With few exceptions the educational facilities are the same for men and women. The architectural department of the Columbia College School of Mines is however open to men only, though in the Metropolitan Art Schools women have access to classes, lectures and the Willard collection, considered first in America. Three or four young women have availed themselves of this opportunity, and one, at least, makes practical use of her training. The advantages of a large city with its libraries, museums and opportunities for studying general structural work can hardly be overestimated.
Among foreign schools that most affected by Americans is the Ecole des Beaux Arts in Paris.
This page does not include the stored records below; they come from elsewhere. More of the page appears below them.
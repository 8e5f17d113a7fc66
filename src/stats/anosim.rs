//! ANOSIM: analysis of similarities.
//!
//! Compares mean ranks of between-group distances to mean ranks of
//! within-group distances: `R = (r_B - r_W) / (N(N-1)/4)`.

use super::permutation::{permutation_test, PermutationConfig, PermutationOutcome, Permute, TestStatistic};
use super::rank::average_ranks;
use crate::data::{DistanceMatrix, Grouping};
use crate::error::{CompareError, Result};

/// ANOSIM statistic over a fixed distance matrix; the group labels are what
/// permutations move.
#[derive(Debug, Clone)]
pub struct Anosim<'a> {
    grouping: &'a Grouping,
    /// Ranks of the strict lower triangle, row by row.
    ranks: Vec<f64>,
    n: usize,
}

impl<'a> Anosim<'a> {
    /// Rank the distances of `dm` once for repeated evaluation.
    pub fn new(dm: &DistanceMatrix, grouping: &'a Grouping) -> Result<Self> {
        check_sizes(dm, grouping)?;
        Ok(Self {
            grouping,
            ranks: average_ranks(&dm.lower_triangle()),
            n: dm.n_samples(),
        })
    }
}

pub(crate) fn check_sizes(dm: &DistanceMatrix, grouping: &Grouping) -> Result<()> {
    if dm.n_samples() != grouping.n_samples() {
        return Err(CompareError::DimensionMismatch {
            expected: dm.n_samples(),
            actual: grouping.n_samples(),
        });
    }
    Ok(())
}

impl TestStatistic for Anosim<'_> {
    fn n_samples(&self) -> usize {
        self.n
    }

    fn statistic(&self, order: &[usize]) -> f64 {
        let labels = self.grouping.labels();
        let mut within_sum = 0.0;
        let mut between_sum = 0.0;
        let mut n_within = 0usize;
        let mut n_between = 0usize;

        let mut idx = 0;
        for i in 1..self.n {
            for j in 0..i {
                if labels[order[i]] == labels[order[j]] {
                    within_sum += self.ranks[idx];
                    n_within += 1;
                } else {
                    between_sum += self.ranks[idx];
                    n_between += 1;
                }
                idx += 1;
            }
        }

        // empty partitions yield NaN
        let r_w = within_sum / n_within as f64;
        let r_b = between_sum / n_between as f64;
        let divisor = (self.n * self.n.saturating_sub(1)) as f64 / 4.0;
        (r_b - r_w) / divisor
    }
}

/// ANOSIM R statistic.
///
/// Group counts are not validated: a single group or a partition with no
/// within-group pairs gives NaN.
pub fn anosim(dm: &DistanceMatrix, grouping: &Grouping) -> Result<f64> {
    let test = Anosim::new(dm, grouping)?;
    Ok(test.statistic(&(0..test.n).collect::<Vec<_>>()))
}

/// ANOSIM with a permutation p-value from an explicit permutation strategy.
///
/// A NaN statistic (see [`anosim`]) comes back with the smallest possible p-value,
/// `1 / (n_permutations + 1)`, not a meaningful one.
pub fn anosim_test<P: Permute + ?Sized>(
    dm: &DistanceMatrix,
    grouping: &Grouping,
    n_permutations: usize,
    permuter: &mut P,
) -> Result<PermutationOutcome> {
    let test = Anosim::new(dm, grouping)?;
    Ok(permutation_test(&test, n_permutations, permuter))
}

/// ANOSIM with a seeded permutation p-value.
pub fn anosim_with_config(
    dm: &DistanceMatrix,
    grouping: &Grouping,
    config: &PermutationConfig,
) -> Result<PermutationOutcome> {
    let test = Anosim::new(dm, grouping)?;
    Ok(config.run(&test))
}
There is a prospect that this school may be open to women before long, and French papers are now canvassing the subject in a manner that would be quite impossible elsewhere.
In Boston the School of Technology Architectural Course, partially modeled upon the Paris school, offers special advantages to pupils who have received previous office training. Two young ladies have been graduated from four and two years courses respectively, but none are now entered.
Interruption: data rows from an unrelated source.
//! Beta-diversity method comparison library
//!
//! Parses the result files written by distance-based statistical methods,
//! computes ANOSIM, PERMANOVA and Mantel tests with permutation p-values, and
//! aggregates repeated trials into comparison tables.
//!
//! # Overview
//!
//! - **parse**: One parser per result-file layout (ANOSIM/PERMANOVA, adonis,
//!   MRPP, db-RDA, PERMDISP, Mantel, partial Mantel, Moran's I, ordination
//!   correlation), built on a range-checked float parser
//! - **method**: The [`StatMethod`](method::StatMethod) descriptor tying a
//!   method to its result layout
//! - **data**: Distance matrices, mapping files, groupings and the
//!   [`StatsResults`](data::StatsResults) trial accumulator
//! - **stats**: Permutation tests and correlation helpers
//! - **aggregate**: Comparison tables across studies and perturbations
//! - **config**: YAML study configuration
//!
//! # Example
//!
//! ```no_run
//! use beta_compare::prelude::*;
//!
//! let dm = DistanceMatrix::from_tsv("unweighted_unifrac_dm.txt").unwrap();
//! let metadata = Metadata::from_mapping_file("map.txt").unwrap();
//! let grouping = Grouping::from_metadata(&metadata, "BODY_SITE", &dm).unwrap();
//!
//! let outcome = anosim_with_config(&dm, &grouping, &PermutationConfig::default()).unwrap();
//! let mut results = StatsResults::new();
//! results.add_result(outcome.statistic, outcome.p_value).unwrap();
//! println!("{}", results);
//! ```

pub mod aggregate;
pub mod config;
pub mod data;
pub mod error;
pub mod method;
pub mod parse;
pub mod stats;

/// Convenient re-exports for common usage.
pub mod prelude {
    pub use crate::aggregate::{CellKey, MethodCorrelation, ResultsTable};
    pub use crate::config::{Perturbation, StudyConfig, StudySpec};
    pub use crate::data::{
        format_p_value_as_asterisk, DistanceMatrix, Gradient, Grouping, Metadata,
        ParsedStatResult, Significance, StatsResults,
    };
    pub use crate::error::{CompareError, Result};
    pub use crate::method::{CategoryKind, StatMethod};
    pub use crate::parse::{parse_float, read_lines, FloatBounds};
    pub use crate::stats::{
        anosim, anosim_test, anosim_with_config, mantel, mantel_test, mantel_with_config,
        permanova, permanova_test, permanova_with_config, CorrelationKind, PermutationConfig,
        PermutationOutcome, Permute, SeededShuffle,
    };
}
Cornell graduated the first university educated young woman in 1880, and since then four have completed the course that four more are now pursuing. Two of the graduates have since died.
Miss Parker, of Philadelphia, has sent me such information and many circulars concerning local art schools, none of which, however, seem to present the requisite facilities for a thorough technical education. The School of Design for Women is noticeable in this connection because it was founded in 1847 by Mrs. Sarah Peter, to whose endeavors the Cincinnati Academy of Fine Arts is also traceable.
One Philadelphia instructor writes that he is willing to receive women, but has never done so because he has been unable to give them separate lecture rooms, etc., but women cannot pursue architectural studies to advantage in a private apartment. Co-education is a privilege as well as a necessity.
I must not forget to tell you that Philadelphia published what was probably the first architectural book written in this country by a woman. From Mrs. Tuthill in 1848 to Mrs. Van Rensselaer in 1891, is a greater stride than progress usually makes in one half-century.
The Illinois University at Champaign, has graduated one woman who is a practicing architect and civil engineer in the far West; another will complete the course this year. Professor Ricker says that in architectural history women are his brightest pupils, but he finds the majority deficient in liking for the higher mathematics. Another instructor writes that a woman pupil submitted the boldest design of the year, while the most effeminate was the work of a man.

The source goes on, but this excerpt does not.